* **ASSIGNMENT**:
Transcribe exactly the lines that fall between the one holding "#[derive(Clone, Debug)]" and the one holding "the given duration", inclusive, from the entries below.

* **ENTRIES SHOWN**:
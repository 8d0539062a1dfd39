//! Shared helpers for CLI specs

use assert_cmd::Command;
use std::path::{Path, PathBuf};
use tempfile::TempDir;

/// Flags that make a run finish immediately
pub const IMMEDIATE: &[&str] = &["--spawn-delay", "0s", "--work-delay", "0s"];

/// Scratch directory for config and log files
pub struct Project {
    dir: TempDir,
}

impl Project {
    pub fn empty() -> Self {
        Self {
            dir: TempDir::new().unwrap(),
        }
    }

    pub fn path(&self) -> &Path {
        self.dir.path()
    }

    /// Write `content` to `name` inside the project and return its path
    pub fn file(&self, name: &str, content: &str) -> PathBuf {
        let path = self.dir.path().join(name);
        if let Some(parent) = path.parent() {
            std::fs::create_dir_all(parent).unwrap();
        }
        std::fs::write(&path, content).unwrap();
        path
    }

    pub fn rwgate(&self) -> CliBuilder {
        CliBuilder::new(self.dir.path())
    }
}

pub struct CliBuilder {
    cmd: Command,
}

impl CliBuilder {
    fn new(cwd: &Path) -> Self {
        let mut cmd = Command::cargo_bin("rwgate").unwrap();
        cmd.current_dir(cwd).env_remove("RUST_LOG");
        Self { cmd }
    }

    pub fn args(mut self, args: &[&str]) -> Self {
        self.cmd.args(args);
        self
    }

    pub fn env(mut self, key: &str, value: &str) -> Self {
        self.cmd.env(key, value);
        self
    }

    /// Run and assert exit code 0
    pub fn passes(mut self) -> RunAssert {
        RunAssert::new(self.cmd.assert().success())
    }

    /// Run and assert a non-zero exit code
    pub fn fails(mut self) -> RunAssert {
        RunAssert::new(self.cmd.assert().failure())
    }
}

pub struct RunAssert {
    assert: assert_cmd::assert::Assert,
}

impl RunAssert {
    fn new(assert: assert_cmd::assert::Assert) -> Self {
        Self { assert }
    }

    pub fn stdout(&self) -> String {
        String::from_utf8_lossy(&self.assert.get_output().stdout).into_owned()
    }

    pub fn stderr(&self) -> String {
        String::from_utf8_lossy(&self.assert.get_output().stderr).into_owned()
    }

    pub fn stdout_has(self, expected: &str) -> Self {
        let stdout = self.stdout();
        assert!(
            stdout.contains(expected),
            "stdout missing {expected:?}:\n{stdout}"
        );
        self
    }

    pub fn stdout_lacks(self, unexpected: &str) -> Self {
        let stdout = self.stdout();
        assert!(
            !stdout.contains(unexpected),
            "stdout unexpectedly has {unexpected:?}:\n{stdout}"
        );
        self
    }

    pub fn stderr_has(self, expected: &str) -> Self {
        let stderr = self.stderr();
        assert!(
            stderr.contains(expected),
            "stderr missing {expected:?}:\n{stderr}"
        );
        self
    }

    pub fn stdout_json(&self) -> serde_json::Value {
        serde_json::from_str(&self.stdout()).unwrap()
    }
}
//! Help and version specs

use crate::prelude::*;

#[test]
fn help_lists_run_flags() {
    let temp = Project::empty();

    temp.rwgate()
        .args(&["--help"])
        .passes()
        .stdout_has("--readers")
        .stdout_has("--writers")
        .stdout_has("--timeout")
        .stdout_has("--format");
}

#[test]
fn version_names_the_binary() {
    let temp = Project::empty();

    temp.rwgate()
        .args(&["--version"])
        .passes()
        .stdout_has("rwgate");
}
// SPDX-License-Identifier: BUSL-1.1
// Copyright (c) 2026 Alfred Jean LLC

//! rwgate - run readers and writers against a writer-priority gate

// Allow panic!/unwrap/expect in test code
#![cfg_attr(test, allow(clippy::panic))]
#![cfg_attr(test, allow(clippy::unwrap_used))]
#![cfg_attr(test, allow(clippy::expect_used))]

mod logging;
mod output;

use anyhow::{bail, Result};
use clap::Parser;
use rwgate_core::{CancelToken, Driver, RunConfig};
use std::path::PathBuf;
use std::time::Duration;
use tracing::{error, warn};

use crate::output::{OutputFormat, RunSummary};

#[derive(Parser)]
#[command(
    name = "rwgate",
    version,
    about = "Run concurrent readers and writers through a writer-priority gate"
)]
struct Cli {
    /// TOML run configuration; flags below override it
    #[arg(long)]
    config: Option<PathBuf>,

    /// Number of reader tasks
    #[arg(long)]
    readers: Option<u32>,

    /// Number of writer tasks
    #[arg(long)]
    writers: Option<u32>,

    /// Upper bound of the random pause between spawns (e.g. 250ms)
    #[arg(long, value_parser = humantime::parse_duration)]
    spawn_delay: Option<Duration>,

    /// Upper bound of the random time spent reading or writing
    #[arg(long, value_parser = humantime::parse_duration)]
    work_delay: Option<Duration>,

    /// Amount each writer adds to the shared value
    #[arg(long, allow_negative_numbers = true)]
    delta: Option<i64>,

    /// Starting shared value
    #[arg(long, allow_negative_numbers = true)]
    initial: Option<i64>,

    /// Give up on admission after waiting this long
    #[arg(long, value_parser = humantime::parse_duration)]
    timeout: Option<Duration>,

    /// Log every protocol step
    #[arg(long, short)]
    verbose: bool,

    #[arg(long, value_enum, default_value_t = OutputFormat::Text)]
    format: OutputFormat,

    /// Write logs to this file instead of stderr
    #[arg(long)]
    log_file: Option<PathBuf>,
}

impl Cli {
    fn run_config(&self) -> Result<RunConfig> {
        let mut config = match &self.config {
            Some(path) => RunConfig::load(path)?,
            None => RunConfig::default(),
        };
        if let Some(n) = self.readers {
            config.reader_count = n;
        }
        if let Some(n) = self.writers {
            config.writer_count = n;
        }
        if let Some(d) = self.spawn_delay {
            config.spawn_delay = d;
        }
        if let Some(d) = self.work_delay {
            config.work_delay = d;
        }
        if let Some(delta) = self.delta {
            config.write_delta = delta;
        }
        if let Some(value) = self.initial {
            config.initial_value = value;
        }
        if self.timeout.is_some() {
            config.timeout = self.timeout;
        }
        config.verbose |= self.verbose;
        config.validate()?;
        Ok(config)
    }
}

fn main() -> Result<()> {
    let cli = Cli::parse();
    let config = cli.run_config()?;
    let _log_guard = logging::setup_logging(config.verbose, cli.log_file.as_deref())?;

    let cancel = CancelToken::new();
    let on_interrupt = cancel.clone();
    ctrlc::set_handler(move || {
        warn!("interrupted, cancelling waiting tasks");
        on_interrupt.cancel();
    })?;

    let report = Driver::new(config).run(&cancel)?;
    let violations = report.violations();
    output::print(
        &RunSummary {
            report: &report,
            verified: violations.is_empty(),
            violations: &violations,
        },
        cli.format,
    );

    if !violations.is_empty() {
        for violation in &violations {
            error!(%violation, "verification failed");
        }
        bail!("run failed verification ({} violations)", violations.len());
    }
    Ok(())
}

#[cfg(test)]
#[path = "main_tests.rs"]
mod tests;
// SPDX-License-Identifier: BUSL-1.1
// Copyright (c) 2026 Alfred Jean LLC

//! Clock abstraction for access-window timestamps

use std::sync::{Arc, Mutex};
use std::time::{Duration, Instant};

/// A clock that provides the current time
pub trait Clock: Clone + Send + Sync {
    fn now(&self) -> Instant;
}

/// Real system clock
#[derive(Clone, Copy, Debug, Default)]
pub struct SystemClock;

impl Clock for SystemClock {
    fn now(&self) -> Instant {
        Instant::now()
    }
}

/// Fake clock for testing with controllable time.
///
/// A ticking clock advances by its step on every read, so consecutive
/// timestamps taken by one thread are strictly increasing.
#[derive(Clone, Debug)]
pub struct FakeClock {
    current: Arc<Mutex<Instant>>,
    tick: Duration,
}

impl FakeClock {
    pub fn new() -> Self {
        Self {
            current: Arc::new(Mutex::new(Instant::now())),
            tick: Duration::ZERO,
        }
    }

    pub fn ticking(step: Duration) -> Self {
        Self {
            tick: step,
            ..Self::new()
        }
    }

    /// Advance the clock by the given duration
    pub fn advance(&self, duration: Duration) {
        let mut current = self.current.lock().unwrap_or_else(|e| e.into_inner());
        *current += duration;
    }
}

impl Default for FakeClock {
    fn default() -> Self {
        Self::new()
    }
}

impl Clock for FakeClock {
    fn now(&self) -> Instant {
        let mut current = self.current.lock().unwrap_or_else(|e| e.into_inner());
        let now = *current;
        *current += self.tick;
        now
    }
}

#[cfg(test)]
#[path = "clock_tests.rs"]
mod tests;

* **ANSWER AREA**:
#[derive(Clone, Debug)]
pub struct FakeClock {
    current: Arc<Mutex<Instant>>,
    tick: Duration,
}

impl FakeClock {
    pub fn new() -> Self {
        Self {
            current: Arc::new(Mutex::new(Instant::now())),
            tick: Duration::ZERO,
        }
    }

    pub fn ticking(step: Duration) -> Self {
        Self {
            tick: step,
            ..Self::new()
        }
    }

    /// Advance the clock by the given duration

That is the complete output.